- What needs to be done:
Return every line of the entries that includes the word "roster".

*****

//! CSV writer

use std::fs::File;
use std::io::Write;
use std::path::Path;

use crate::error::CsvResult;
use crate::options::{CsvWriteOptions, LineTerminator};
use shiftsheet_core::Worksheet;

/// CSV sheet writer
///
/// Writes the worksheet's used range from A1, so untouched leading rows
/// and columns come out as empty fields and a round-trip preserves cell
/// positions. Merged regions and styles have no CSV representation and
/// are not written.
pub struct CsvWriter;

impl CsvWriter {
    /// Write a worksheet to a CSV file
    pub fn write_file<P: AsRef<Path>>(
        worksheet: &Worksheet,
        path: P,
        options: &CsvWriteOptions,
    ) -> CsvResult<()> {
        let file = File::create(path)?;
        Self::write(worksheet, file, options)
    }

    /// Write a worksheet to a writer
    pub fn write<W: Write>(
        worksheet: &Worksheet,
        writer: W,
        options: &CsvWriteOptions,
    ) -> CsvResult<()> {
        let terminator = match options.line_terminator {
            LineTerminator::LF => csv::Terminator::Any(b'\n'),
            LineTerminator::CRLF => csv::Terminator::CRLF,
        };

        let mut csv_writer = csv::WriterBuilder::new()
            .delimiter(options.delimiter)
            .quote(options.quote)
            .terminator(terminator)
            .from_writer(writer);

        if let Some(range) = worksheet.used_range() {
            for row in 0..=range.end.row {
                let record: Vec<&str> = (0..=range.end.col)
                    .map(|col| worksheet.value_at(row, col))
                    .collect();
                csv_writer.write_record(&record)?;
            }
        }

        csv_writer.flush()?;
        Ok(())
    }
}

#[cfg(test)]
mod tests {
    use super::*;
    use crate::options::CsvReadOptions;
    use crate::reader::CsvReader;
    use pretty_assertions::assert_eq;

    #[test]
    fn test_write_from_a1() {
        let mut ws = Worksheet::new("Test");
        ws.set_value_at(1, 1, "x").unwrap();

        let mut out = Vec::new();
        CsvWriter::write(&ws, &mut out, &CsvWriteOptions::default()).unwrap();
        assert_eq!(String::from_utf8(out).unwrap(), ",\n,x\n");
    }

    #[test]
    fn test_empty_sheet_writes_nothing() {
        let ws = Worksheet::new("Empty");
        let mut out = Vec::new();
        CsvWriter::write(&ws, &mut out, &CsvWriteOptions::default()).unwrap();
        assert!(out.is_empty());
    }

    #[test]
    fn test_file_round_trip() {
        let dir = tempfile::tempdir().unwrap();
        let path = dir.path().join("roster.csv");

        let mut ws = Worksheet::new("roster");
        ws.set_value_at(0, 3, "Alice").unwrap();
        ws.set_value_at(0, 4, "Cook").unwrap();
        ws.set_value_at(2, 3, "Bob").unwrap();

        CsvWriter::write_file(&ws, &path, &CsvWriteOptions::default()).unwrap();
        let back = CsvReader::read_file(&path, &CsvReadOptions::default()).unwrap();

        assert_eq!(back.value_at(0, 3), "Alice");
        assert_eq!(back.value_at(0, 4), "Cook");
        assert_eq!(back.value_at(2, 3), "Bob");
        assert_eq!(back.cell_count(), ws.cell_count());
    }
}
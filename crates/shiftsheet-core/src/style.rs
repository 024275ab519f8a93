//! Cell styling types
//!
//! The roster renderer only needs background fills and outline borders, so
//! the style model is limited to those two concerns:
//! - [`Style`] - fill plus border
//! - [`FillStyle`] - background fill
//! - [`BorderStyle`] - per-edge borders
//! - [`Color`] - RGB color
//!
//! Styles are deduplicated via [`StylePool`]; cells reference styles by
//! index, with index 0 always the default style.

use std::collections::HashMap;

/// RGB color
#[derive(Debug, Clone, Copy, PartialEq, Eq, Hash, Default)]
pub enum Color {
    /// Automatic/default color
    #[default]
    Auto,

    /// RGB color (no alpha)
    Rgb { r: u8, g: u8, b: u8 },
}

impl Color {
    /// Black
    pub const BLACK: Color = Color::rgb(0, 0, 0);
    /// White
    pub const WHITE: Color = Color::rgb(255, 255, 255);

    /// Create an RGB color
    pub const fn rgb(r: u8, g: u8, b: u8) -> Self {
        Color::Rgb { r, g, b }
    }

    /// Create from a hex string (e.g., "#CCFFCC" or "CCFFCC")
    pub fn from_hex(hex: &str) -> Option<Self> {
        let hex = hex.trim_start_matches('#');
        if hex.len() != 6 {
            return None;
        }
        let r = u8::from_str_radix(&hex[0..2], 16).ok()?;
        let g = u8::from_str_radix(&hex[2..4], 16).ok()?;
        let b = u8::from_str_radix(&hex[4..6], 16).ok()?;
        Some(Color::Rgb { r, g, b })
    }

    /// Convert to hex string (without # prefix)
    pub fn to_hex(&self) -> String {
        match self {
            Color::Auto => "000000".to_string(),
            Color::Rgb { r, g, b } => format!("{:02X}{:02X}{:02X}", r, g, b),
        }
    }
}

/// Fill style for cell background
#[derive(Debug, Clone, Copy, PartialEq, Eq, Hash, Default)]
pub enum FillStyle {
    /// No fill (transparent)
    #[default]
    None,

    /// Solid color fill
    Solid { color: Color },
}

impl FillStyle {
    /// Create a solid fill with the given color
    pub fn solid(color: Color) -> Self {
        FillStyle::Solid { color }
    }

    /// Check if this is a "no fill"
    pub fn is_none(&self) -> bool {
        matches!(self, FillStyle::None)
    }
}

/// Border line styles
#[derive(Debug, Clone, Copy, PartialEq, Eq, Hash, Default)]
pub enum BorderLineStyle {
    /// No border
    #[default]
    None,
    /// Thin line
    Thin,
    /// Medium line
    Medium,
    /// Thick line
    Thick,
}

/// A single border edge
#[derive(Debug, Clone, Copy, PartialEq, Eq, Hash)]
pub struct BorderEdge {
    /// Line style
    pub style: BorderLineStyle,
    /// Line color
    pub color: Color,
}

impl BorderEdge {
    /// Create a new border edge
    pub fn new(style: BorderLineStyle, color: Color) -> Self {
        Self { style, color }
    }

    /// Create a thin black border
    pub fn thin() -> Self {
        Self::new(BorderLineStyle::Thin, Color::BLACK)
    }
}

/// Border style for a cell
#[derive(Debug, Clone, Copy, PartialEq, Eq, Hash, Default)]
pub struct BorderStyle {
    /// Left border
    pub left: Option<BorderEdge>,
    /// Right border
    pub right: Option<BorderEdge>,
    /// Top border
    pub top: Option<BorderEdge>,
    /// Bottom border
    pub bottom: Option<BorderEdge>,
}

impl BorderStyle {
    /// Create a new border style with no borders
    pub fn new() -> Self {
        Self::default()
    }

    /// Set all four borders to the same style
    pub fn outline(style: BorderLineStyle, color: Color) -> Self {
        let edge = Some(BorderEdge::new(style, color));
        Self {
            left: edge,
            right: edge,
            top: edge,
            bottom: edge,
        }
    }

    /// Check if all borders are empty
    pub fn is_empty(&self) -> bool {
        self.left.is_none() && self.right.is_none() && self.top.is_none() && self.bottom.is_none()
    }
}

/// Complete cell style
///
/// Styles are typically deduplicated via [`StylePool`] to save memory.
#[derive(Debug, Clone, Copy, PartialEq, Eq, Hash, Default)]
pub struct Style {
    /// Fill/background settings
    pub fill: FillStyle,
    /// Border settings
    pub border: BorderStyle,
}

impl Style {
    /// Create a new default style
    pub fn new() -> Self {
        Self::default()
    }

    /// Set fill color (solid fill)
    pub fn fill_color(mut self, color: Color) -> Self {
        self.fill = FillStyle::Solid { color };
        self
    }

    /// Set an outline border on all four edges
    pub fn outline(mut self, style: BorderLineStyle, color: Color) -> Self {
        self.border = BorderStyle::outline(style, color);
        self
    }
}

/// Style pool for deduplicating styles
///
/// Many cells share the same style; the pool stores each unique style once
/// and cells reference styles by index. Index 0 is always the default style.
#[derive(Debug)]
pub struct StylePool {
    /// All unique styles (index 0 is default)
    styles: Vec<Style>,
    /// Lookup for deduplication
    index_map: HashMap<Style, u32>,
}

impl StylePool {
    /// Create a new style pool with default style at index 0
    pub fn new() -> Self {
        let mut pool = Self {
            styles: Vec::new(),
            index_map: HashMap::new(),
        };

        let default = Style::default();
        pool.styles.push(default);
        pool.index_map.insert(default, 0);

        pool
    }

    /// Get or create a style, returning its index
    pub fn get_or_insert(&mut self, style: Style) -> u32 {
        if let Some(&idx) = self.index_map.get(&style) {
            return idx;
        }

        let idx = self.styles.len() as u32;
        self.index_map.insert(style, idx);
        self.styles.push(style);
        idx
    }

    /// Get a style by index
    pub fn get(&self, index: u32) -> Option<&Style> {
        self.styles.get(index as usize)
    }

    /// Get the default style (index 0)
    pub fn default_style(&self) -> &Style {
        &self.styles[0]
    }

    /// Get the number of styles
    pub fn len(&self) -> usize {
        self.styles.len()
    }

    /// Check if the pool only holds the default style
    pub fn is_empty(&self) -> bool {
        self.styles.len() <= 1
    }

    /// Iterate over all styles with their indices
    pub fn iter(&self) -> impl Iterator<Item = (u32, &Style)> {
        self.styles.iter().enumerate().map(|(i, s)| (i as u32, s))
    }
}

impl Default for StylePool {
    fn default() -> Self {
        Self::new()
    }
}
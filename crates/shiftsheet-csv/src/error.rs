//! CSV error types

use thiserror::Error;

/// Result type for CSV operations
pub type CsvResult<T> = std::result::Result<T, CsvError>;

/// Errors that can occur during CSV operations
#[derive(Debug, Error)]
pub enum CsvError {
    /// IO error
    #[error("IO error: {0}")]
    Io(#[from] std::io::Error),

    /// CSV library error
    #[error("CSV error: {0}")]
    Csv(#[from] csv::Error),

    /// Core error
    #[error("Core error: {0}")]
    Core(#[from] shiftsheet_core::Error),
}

*****

- Solution to the problem:
        let path = dir.path().join("roster.csv");
        let mut ws = Worksheet::new("roster");
//! The roster renderer only needs background fills and outline borders, so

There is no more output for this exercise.